* **What is needed**: In the records below, find the line that contains "queued here as" and the line that contains "the current logical time.". Set down exactly those lines and every line between them, and nothing more.

* **Source records**:
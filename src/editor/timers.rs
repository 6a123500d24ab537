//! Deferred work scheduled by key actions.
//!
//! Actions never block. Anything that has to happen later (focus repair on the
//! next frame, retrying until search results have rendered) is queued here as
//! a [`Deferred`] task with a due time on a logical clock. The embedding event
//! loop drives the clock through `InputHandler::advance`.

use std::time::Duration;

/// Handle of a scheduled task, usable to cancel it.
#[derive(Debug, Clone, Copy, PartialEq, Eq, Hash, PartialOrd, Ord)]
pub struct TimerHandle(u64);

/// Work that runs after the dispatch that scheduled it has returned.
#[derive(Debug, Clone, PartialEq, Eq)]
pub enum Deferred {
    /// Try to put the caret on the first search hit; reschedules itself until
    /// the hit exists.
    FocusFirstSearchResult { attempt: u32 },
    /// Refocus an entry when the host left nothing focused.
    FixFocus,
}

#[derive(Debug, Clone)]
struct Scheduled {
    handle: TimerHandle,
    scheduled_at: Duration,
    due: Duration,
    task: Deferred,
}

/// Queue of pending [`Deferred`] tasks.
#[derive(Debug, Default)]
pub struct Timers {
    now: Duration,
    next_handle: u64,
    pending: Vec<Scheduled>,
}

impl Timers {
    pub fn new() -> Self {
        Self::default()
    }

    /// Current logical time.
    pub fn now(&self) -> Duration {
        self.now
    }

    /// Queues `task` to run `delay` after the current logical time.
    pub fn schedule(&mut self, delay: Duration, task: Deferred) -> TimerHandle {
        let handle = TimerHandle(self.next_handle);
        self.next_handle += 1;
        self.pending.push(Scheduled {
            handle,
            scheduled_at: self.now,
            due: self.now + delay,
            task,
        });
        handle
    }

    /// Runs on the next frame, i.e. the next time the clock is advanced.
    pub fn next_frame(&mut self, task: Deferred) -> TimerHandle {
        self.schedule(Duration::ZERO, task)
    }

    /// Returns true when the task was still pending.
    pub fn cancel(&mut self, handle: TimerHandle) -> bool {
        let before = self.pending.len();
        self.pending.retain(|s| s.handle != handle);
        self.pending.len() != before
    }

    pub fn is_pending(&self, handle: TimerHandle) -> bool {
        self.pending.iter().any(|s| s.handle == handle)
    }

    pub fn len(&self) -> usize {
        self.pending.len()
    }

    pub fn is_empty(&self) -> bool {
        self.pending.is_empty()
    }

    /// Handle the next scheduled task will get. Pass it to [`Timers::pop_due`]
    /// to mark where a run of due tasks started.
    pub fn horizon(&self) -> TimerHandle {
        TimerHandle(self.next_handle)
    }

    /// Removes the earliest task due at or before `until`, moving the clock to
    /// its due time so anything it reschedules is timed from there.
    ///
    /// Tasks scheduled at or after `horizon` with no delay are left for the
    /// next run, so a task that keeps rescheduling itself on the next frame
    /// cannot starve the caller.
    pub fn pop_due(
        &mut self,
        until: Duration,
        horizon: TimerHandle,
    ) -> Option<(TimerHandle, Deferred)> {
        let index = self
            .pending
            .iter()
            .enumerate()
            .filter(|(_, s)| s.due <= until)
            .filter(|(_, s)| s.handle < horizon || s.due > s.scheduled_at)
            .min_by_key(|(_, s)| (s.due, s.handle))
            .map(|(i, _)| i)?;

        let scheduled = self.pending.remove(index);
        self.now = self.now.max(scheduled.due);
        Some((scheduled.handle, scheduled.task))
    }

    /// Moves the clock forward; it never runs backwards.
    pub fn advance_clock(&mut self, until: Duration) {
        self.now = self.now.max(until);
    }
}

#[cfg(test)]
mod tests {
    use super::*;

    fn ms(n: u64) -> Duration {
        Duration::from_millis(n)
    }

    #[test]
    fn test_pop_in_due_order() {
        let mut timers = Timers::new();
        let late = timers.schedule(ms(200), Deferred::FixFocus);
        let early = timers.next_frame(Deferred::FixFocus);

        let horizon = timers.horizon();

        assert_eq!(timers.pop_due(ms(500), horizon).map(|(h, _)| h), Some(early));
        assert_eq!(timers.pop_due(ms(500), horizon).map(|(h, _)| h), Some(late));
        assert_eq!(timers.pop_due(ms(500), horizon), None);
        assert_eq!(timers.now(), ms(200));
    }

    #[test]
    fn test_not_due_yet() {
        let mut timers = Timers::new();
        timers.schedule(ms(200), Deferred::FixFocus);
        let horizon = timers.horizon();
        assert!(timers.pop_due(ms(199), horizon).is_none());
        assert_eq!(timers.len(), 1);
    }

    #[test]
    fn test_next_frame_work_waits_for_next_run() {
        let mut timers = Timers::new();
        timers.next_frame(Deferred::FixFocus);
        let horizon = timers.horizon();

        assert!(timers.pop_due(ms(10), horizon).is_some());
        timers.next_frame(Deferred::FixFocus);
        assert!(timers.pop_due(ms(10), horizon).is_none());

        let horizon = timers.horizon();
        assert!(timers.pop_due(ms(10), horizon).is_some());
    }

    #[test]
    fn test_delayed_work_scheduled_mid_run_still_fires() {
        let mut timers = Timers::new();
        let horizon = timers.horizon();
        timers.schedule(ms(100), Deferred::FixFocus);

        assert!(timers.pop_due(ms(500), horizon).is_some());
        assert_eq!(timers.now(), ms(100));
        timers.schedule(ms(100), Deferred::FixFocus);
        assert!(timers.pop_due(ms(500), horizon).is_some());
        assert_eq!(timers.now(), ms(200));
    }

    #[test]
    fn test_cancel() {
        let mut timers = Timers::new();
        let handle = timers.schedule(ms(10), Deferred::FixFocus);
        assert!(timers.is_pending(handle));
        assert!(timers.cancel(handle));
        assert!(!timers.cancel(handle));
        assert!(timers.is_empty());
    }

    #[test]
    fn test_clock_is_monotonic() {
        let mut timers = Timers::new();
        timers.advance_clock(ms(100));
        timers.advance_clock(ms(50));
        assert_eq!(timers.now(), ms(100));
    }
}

* **Result below**:
//! next frame, retrying until search results have rendered) is queued here as
//! a [`Deferred`] task with a due time on a logical clock. The embedding event
//! loop drives the clock through `InputHandler::advance`.

use std::time::Duration;

/// Handle of a scheduled task, usable to cancel it.
#[derive(Debug, Clone, Copy, PartialEq, Eq, Hash, PartialOrd, Ord)]
pub struct TimerHandle(u64);

/// Work that runs after the dispatch that scheduled it has returned.
#[derive(Debug, Clone, PartialEq, Eq)]
pub enum Deferred {
    /// Try to put the caret on the first search hit; reschedules itself until
    /// the hit exists.
    FocusFirstSearchResult { attempt: u32 },
    /// Refocus an entry when the host left nothing focused.
    FixFocus,
}

#[derive(Debug, Clone)]
struct Scheduled {
    handle: TimerHandle,
    scheduled_at: Duration,
    due: Duration,
    task: Deferred,
}

/// Queue of pending [`Deferred`] tasks.
#[derive(Debug, Default)]
pub struct Timers {
    now: Duration,
    next_handle: u64,
    pending: Vec<Scheduled>,
}

impl Timers {
    pub fn new() -> Self {
        Self::default()
    }

    /// Current logical time.
    pub fn now(&self) -> Duration {
        self.now
    }

    /// Queues `task` to run `delay` after the current logical time.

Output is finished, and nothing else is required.